Las similitudes (que no son casuales) no se quedan allí. Previamente, mediante un pacto corrupto con el expresidente Arnoldo Alemán, Daniel Ortega reformó las normas electorales, le puso la mano al Tribunal Supremo y con ese control institucional impidió que el Partido Conservador y el Movimiento de Renovación Sandinista participaran en las elecciones de 2008 (los judicializó). Luego abolió el artículo 147 de la Constitución que prohibía la reelección presidencial e intervino al principal partido opositor, el Liberal Independiente (PLI), desplazando a su líder y, de paso, destituyendo del legislativo a sus 16 diputados.
Max Jerez: “En Nicaragua hay una dictadura»

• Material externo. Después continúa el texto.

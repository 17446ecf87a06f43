//! ConfigState - Application Configuration State

use crate::domain::config::{AppConfig, TableConfig};
use crate::utils::format::CurrencyFormat;

/// State for application configuration
#[derive(Debug, Clone, Default)]
pub struct ConfigState {
    /// Current configuration
    pub config: AppConfig,
}

impl ConfigState {
    pub fn new(config: AppConfig) -> Self {
        Self { config }
    }

    pub fn tables(&self) -> &TableConfig {
        &self.config.tables
    }

    /// Currency formatter built from the configured symbol
    pub fn currency(&self) -> CurrencyFormat {
        CurrencyFormat::with_symbol(self.config.tables.currency_symbol.clone())
    }
}

#[cfg(test)]
mod tests {
    use super::*;

    #[test]
    fn test_currency_follows_config() {
        let mut config = AppConfig::default();
        config.tables.currency_symbol = "€".to_string();
        let state = ConfigState::new(config);

        assert_eq!(state.currency().format(-0.5), "-€0.50");
        assert_eq!(state.tables().id_key, "id");
    }
}
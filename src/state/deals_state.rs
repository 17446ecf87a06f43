//! DealsState - Row Data Owned by the Dashboard
//!
//! The single owner of every table's rows and selection. Tables only propose
//! changes; they land here through dispatched intents.

use std::collections::HashMap;

use serde_json::Value;
use tracing::{debug, warn};

use crate::domain::deal::{DeskData, to_rows};
use crate::domain::row::{Row, js_float};
use crate::error::Result;
use crate::state::edit_state::is_blank_row_ignoring;
use crate::state::selection_state::SelectionSet;

/// The tables on the dashboard
#[derive(Debug, Clone, Copy, PartialEq, Eq, Hash)]
pub enum TableId {
    Deals,
    Documents,
    Parties,
    Commission,
}

impl TableId {
    pub fn label(&self) -> &'static str {
        match self {
            TableId::Deals => "deals",
            TableId::Documents => "documents",
            TableId::Parties => "parties",
            TableId::Commission => "commission",
        }
    }
}

/// Row data and selections for the dashboard
#[derive(Debug, Clone, Default)]
pub struct DealsState {
    id_key: String,
    tables: HashMap<TableId, Vec<Row>>,
    selections: HashMap<TableId, SelectionSet>,
    /// Commission pool the split is taken from
    pub total_commission: f64,
}

impl DealsState {
    /// Build the store from typed desk data
    pub fn from_data(data: &DeskData, id_key: impl Into<String>) -> Result<Self> {
        let mut tables = HashMap::new();
        tables.insert(TableId::Deals, to_rows(&data.transactions)?);
        tables.insert(TableId::Documents, to_rows(&data.documents)?);
        tables.insert(TableId::Parties, to_rows(&data.parties)?);
        tables.insert(TableId::Commission, to_rows(&data.commission.parties)?);

        let mut state = Self {
            id_key: id_key.into(),
            tables,
            selections: HashMap::new(),
            total_commission: data.commission.total_commission,
        };
        state.ensure_blank_commission_row(None);
        Ok(state)
    }

    pub fn id_key(&self) -> &str {
        &self.id_key
    }

    /// Rows of a table in caller order
    pub fn rows(&self, table: TableId) -> &[Row] {
        self.tables.get(&table).map(Vec::as_slice).unwrap_or_default()
    }

    /// Current selection of a table
    pub fn selection(&self, table: TableId) -> SelectionSet {
        self.selections.get(&table).cloned().unwrap_or_default()
    }

    /// Accept a proposed selection
    pub fn set_selection(&mut self, table: TableId, ids: Vec<String>) {
        debug!(table = table.label(), count = ids.len(), "Selection changed");
        self.selections.insert(table, SelectionSet::from_ids(ids));
    }

    /// Write one field of one row; returns whether the row exists
    pub fn update_row(&mut self, table: TableId, row_id: &str, key: &str, value: Value) -> bool {
        let id_key = self.id_key.clone();
        let Some(row) = self
            .tables
            .get_mut(&table)
            .and_then(|rows| rows.iter_mut().find(|row| row.id(&id_key) == row_id))
        else {
            warn!(table = table.label(), row_id, "Update for unknown row");
            return false;
        };

        row.set(key, value);
        if table == TableId::Commission {
            self.ensure_blank_commission_row(Some(row_id));
        }
        true
    }

    /// Remove a row; returns whether it existed
    pub fn delete_row(&mut self, table: TableId, row_id: &str) -> bool {
        let id_key = self.id_key.clone();
        let Some(rows) = self.tables.get_mut(&table) else {
            return false;
        };
        let before = rows.len();
        rows.retain(|row| row.id(&id_key) != row_id);
        let removed = rows.len() != before;

        if removed {
            let remaining = self.tables.get(&table).map(Vec::as_slice).unwrap_or_default();
            if let Some(selection) = self.selections.get_mut(&table) {
                selection.retain_rows(remaining, &id_key);
            }
            if table == TableId::Commission {
                self.ensure_blank_commission_row(None);
            }
        }
        removed
    }

    /// Whether a commission row is the trailing "new entry" row
    pub fn is_blank_entry(&self, row: &Row) -> bool {
        is_blank_row_ignoring(row, &[self.id_key.as_str()])
    }

    /// Keep exactly one blank row at the end of the commission split.
    ///
    /// Blank rows followed by a filled row are dropped. Of the trailing blank
    /// rows one survives, preferably `edited` so an input in it stays put.
    fn ensure_blank_commission_row(&mut self, edited: Option<&str>) {
        let id_key = self.id_key.clone();
        let rows = self.tables.entry(TableId::Commission).or_default();
        let blank: Vec<bool> = rows
            .iter()
            .map(|row| is_blank_row_ignoring(row, &[id_key.as_str()]))
            .collect();

        let tail = blank.iter().rposition(|b| !b).map_or(0, |last_filled| last_filled + 1);
        let keep = (tail..rows.len())
            .find(|&i| edited.is_some_and(|id| rows[i].id(&id_key) == id))
            .or((tail < rows.len()).then_some(tail));

        if blank.iter().filter(|b| **b).count() > usize::from(keep.is_some()) {
            let before = rows.len();
            let mut index = 0;
            rows.retain(|_| {
                let retained = !blank[index] || Some(index) == keep;
                index += 1;
                retained
            });
            debug!(removed = before - rows.len(), "Dropped extra blank commission rows");
        }
        if keep.is_some() {
            return;
        }

        let blank = Row::new()
            .with(id_key.as_str(), uuid::Uuid::new_v4().to_string())
            .with("name", "")
            .with("role", "")
            .with("percentage", Value::Null)
            .with("amount", Value::Null);
        debug!(row_id = %blank.id(&id_key), "Appended blank commission row");
        rows.push(blank);
    }

    /// Sum of commission amounts
    pub fn commission_total(&self) -> f64 {
        self.rows(TableId::Commission)
            .iter()
            .filter_map(|row| row.value("amount").as_f64())
            .sum()
    }

    /// Sum of commission percentages, as display text
    pub fn commission_percent_text(&self) -> String {
        let percent: f64 = self
            .rows(TableId::Commission)
            .iter()
            .filter_map(|row| row.value("percentage").as_f64())
            .sum();
        format!("{}%", js_float(percent))
    }
}

#[cfg(test)]
mod tests {
    use super::*;
    use serde_json::json;

    fn state() -> DealsState {
        let data = DeskData::sample().expect("sample data");
        DealsState::from_data(&data, "id").expect("state")
    }

    #[test]
    fn test_commission_has_trailing_blank_row() {
        let state = state();
        let rows = state.rows(TableId::Commission);
        assert_eq!(rows.len(), 3);
        assert!(state.is_blank_entry(&rows[2]));
        assert!(!state.is_blank_entry(&rows[0]));
    }

    #[test]
    fn test_filling_blank_row_appends_another() {
        let mut state = state();
        let blank_id = state.rows(TableId::Commission)[2].id("id");

        assert!(state.update_row(TableId::Commission, &blank_id, "name", json!("Escrow")));
        let rows = state.rows(TableId::Commission);
        assert_eq!(rows.len(), 4);
        assert_eq!(rows[2].value("name"), &json!("Escrow"));
        assert!(state.is_blank_entry(&rows[3]));
    }

    #[test]
    fn test_emptied_row_leaves_one_blank_row() {
        let mut state = state();
        for key in ["name", "role"] {
            state.update_row(TableId::Commission, "C-1", key, json!(""));
        }
        for key in ["percentage", "amount"] {
            state.update_row(TableId::Commission, "C-1", key, Value::Null);
        }

        let rows = state.rows(TableId::Commission);
        assert_eq!(rows.len(), 2);
        assert_eq!(rows[0].id("id"), "C-2");
        assert!(state.is_blank_entry(&rows[1]));
        assert_eq!(rows.iter().filter(|row| state.is_blank_entry(row)).count(), 1);
    }

    #[test]
    fn test_clearing_new_entry_keeps_the_edited_row() {
        let mut state = state();
        let entry_id = state.rows(TableId::Commission)[2].id("id");

        state.update_row(TableId::Commission, &entry_id, "name", json!("E"));
        assert_eq!(state.rows(TableId::Commission).len(), 4);

        state.update_row(TableId::Commission, &entry_id, "name", json!(""));
        let rows = state.rows(TableId::Commission);
        assert_eq!(rows.len(), 3);
        assert_eq!(rows[2].id("id"), entry_id);
        assert!(state.is_blank_entry(&rows[2]));
    }

    #[test]
    fn test_update_unknown_row_is_ignored() {
        let mut state = state();
        assert!(!state.update_row(TableId::Deals, "nope", "price", json!(1)));
    }

    #[test]
    fn test_delete_row_prunes_selection() {
        let mut state = state();
        state.set_selection(TableId::Commission, vec!["C-1".into(), "C-2".into()]);

        assert!(state.delete_row(TableId::Commission, "C-1"));
        assert!(!state.delete_row(TableId::Commission, "C-1"));
        assert_eq!(state.selection(TableId::Commission).ids(), ["C-2"]);
        assert_eq!(state.rows(TableId::Commission).len(), 2);
    }

    #[test]
    fn test_commission_totals() {
        let state = state();
        assert_eq!(state.commission_total(), 14550.0);
        assert_eq!(state.commission_percent_text(), "100%");
    }

    #[test]
    fn test_selection_round_trip() {
        let mut state = state();
        assert!(state.selection(TableId::Documents).is_empty());
        state.set_selection(TableId::Documents, vec!["D-2".into(), "D-1".into()]);
        assert_eq!(state.selection(TableId::Documents).ids(), ["D-2", "D-1"]);
    }
}
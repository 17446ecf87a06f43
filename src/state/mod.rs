//! State - GPUI Entity State Modules
//!
//! Each state module represents a distinct piece of application state,
//! split by update frequency to avoid unnecessary re-renders. Interaction
//! state for the tables (sort, selection, editing) is pure and lives here too.

pub mod accordion_state;
pub mod config_state;
pub mod deals_state;
pub mod edit_state;
pub mod i18n_state;
pub mod notice_state;
pub mod selection_state;
pub mod sort_state;
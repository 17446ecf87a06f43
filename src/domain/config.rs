//! Config - Application Configuration

use serde::{Deserialize, Serialize};

use crate::constants::{DEFAULT_ID_KEY, NOTICE_CAPACITY};
use crate::error::{Error, Result};
use crate::i18n::Locale;
use crate::state::sort_state::SortDirection;

/// Main application configuration
#[derive(Debug, Clone, PartialEq, Serialize, Deserialize, Default)]
#[serde(default)]
pub struct AppConfig {
    /// UI locale; detected from the system when absent
    pub locale: Option<Locale>,
    /// Table behavior
    pub tables: TableConfig,
    /// Notice feed
    pub notices: NoticeConfig,
}

impl AppConfig {
    /// Locale to start with, falling back to the system locale
    pub fn effective_locale(&self) -> Locale {
        self.locale.unwrap_or_else(Locale::detect)
    }

    /// Reject values the tables cannot work with
    pub fn validate(&self) -> Result<()> {
        if self.tables.id_key.trim().is_empty() {
            return Err(Error::Invalid {
                message: "tables.id_key must not be empty".to_string(),
            });
        }
        if self.notices.capacity == 0 {
            return Err(Error::Invalid {
                message: "notices.capacity must be at least 1".to_string(),
            });
        }
        Ok(())
    }
}

/// Table configuration shared by every table on the dashboard
#[derive(Debug, Clone, PartialEq, Serialize, Deserialize)]
#[serde(default)]
pub struct TableConfig {
    /// Row identifier field
    pub id_key: String,
    /// Initial direction of sortable tables
    pub default_sort_direction: SortDirection,
    /// Show the per-row delete affordance in editable tables
    pub show_delete_button: bool,
    /// Show the clear affordance in selectable tables
    pub show_clear_button: bool,
    /// Symbol used by the default currency formatter
    pub currency_symbol: String,
}

impl Default for TableConfig {
    fn default() -> Self {
        Self {
            id_key: DEFAULT_ID_KEY.to_string(),
            default_sort_direction: SortDirection::Asc,
            show_delete_button: true,
            show_clear_button: true,
            currency_symbol: "$".to_string(),
        }
    }
}

/// Notice feed configuration
#[derive(Debug, Clone, PartialEq, Serialize, Deserialize)]
#[serde(default)]
pub struct NoticeConfig {
    /// Maximum retained notices
    pub capacity: usize,
}

impl Default for NoticeConfig {
    fn default() -> Self {
        Self {
            capacity: NOTICE_CAPACITY,
        }
    }
}

#[cfg(test)]
mod tests {
    use super::*;

    #[test]
    fn test_partial_toml_fills_defaults() {
        let config: AppConfig = toml::from_str(
            r#"
            locale = "es-ES"

            [tables]
            id_key = "uid"
            default_sort_direction = "desc"
            "#,
        )
        .expect("valid config");

        assert_eq!(config.locale, Some(Locale::EsES));
        assert_eq!(config.tables.id_key, "uid");
        assert_eq!(config.tables.default_sort_direction, SortDirection::Desc);
        assert!(config.tables.show_delete_button);
        assert_eq!(config.tables.currency_symbol, "$");
        assert_eq!(config.notices.capacity, NOTICE_CAPACITY);
    }

    #[test]
    fn test_empty_toml_is_default() {
        let config: AppConfig = toml::from_str("").expect("empty config");
        assert_eq!(config, AppConfig::default());
    }

    #[test]
    fn test_validate_rejects_blank_id_key() {
        assert!(AppConfig::default().validate().is_ok());

        let mut config = AppConfig::default();
        config.tables.id_key = "  ".to_string();
        assert!(matches!(config.validate(), Err(Error::Invalid { .. })));

        let mut config = AppConfig::default();
        config.notices.capacity = 0;
        assert!(config.validate().is_err());
    }
}
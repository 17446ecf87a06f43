//! Logging - Tracing Subscriber Setup
//!
//! Console output plus an optional daily-rotated log file. The filter comes
//! from `RUST_LOG`, falling back to the built-in default.

use std::path::Path;

use tracing_appender::non_blocking::WorkerGuard;
use tracing_subscriber::{EnvFilter, layer::SubscriberExt, util::SubscriberInitExt};

use crate::constants::{DEFAULT_LOG_FILTER, LOG_FILE_PREFIX};

/// Install the global subscriber.
///
/// The returned guard must live until exit so buffered file logs flush.
pub fn init(log_dir: Option<&Path>) -> Option<WorkerGuard> {
    let filter = EnvFilter::try_from_default_env().unwrap_or_else(|_| EnvFilter::new(DEFAULT_LOG_FILTER));

    match log_dir {
        Some(dir) => {
            let file_appender = tracing_appender::rolling::daily(dir, LOG_FILE_PREFIX);
            let (non_blocking, guard) = tracing_appender::non_blocking(file_appender);

            tracing_subscriber::registry()
                .with(filter)
                .with(tracing_subscriber::fmt::layer())
                .with(
                    tracing_subscriber::fmt::layer()
                        .with_writer(non_blocking)
                        .with_ansi(false),
                )
                .init();
            Some(guard)
        }
        None => {
            tracing_subscriber::registry()
                .with(filter)
                .with(tracing_subscriber::fmt::layer())
                .init();
            None
        }
    }
}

El 21 de diciembre de 2020 hizo aprobar en la Asamblea Nacional la “Ley de defensa de los derechos del pueblo a la independencia, la soberanía y autodeterminación para la paz” que impedía a los acusados de promover protestas sociales, o de solicitar sanciones internacionales contra su gobierno, la participación en las elecciones generales de noviembre de 2021. Los nicaragüenses la llaman “Ley 1055” o, simplemente, “Ley Guillotina”. Todo opositor considerado “golpista” o “traidor a la patria” queda inhabilitado de optar a cualquier cargo de elección popular. ¿Quién determina eso? Por supuesto, Daniel Ortega.
En resumen, oponerse a su régimen es ilegal. Se considera como un acto de traición a la patria. Ese año también hizo aprobar la prisión perpetua por “crímenes de odio”, un ataque directo a la libertad de expresión.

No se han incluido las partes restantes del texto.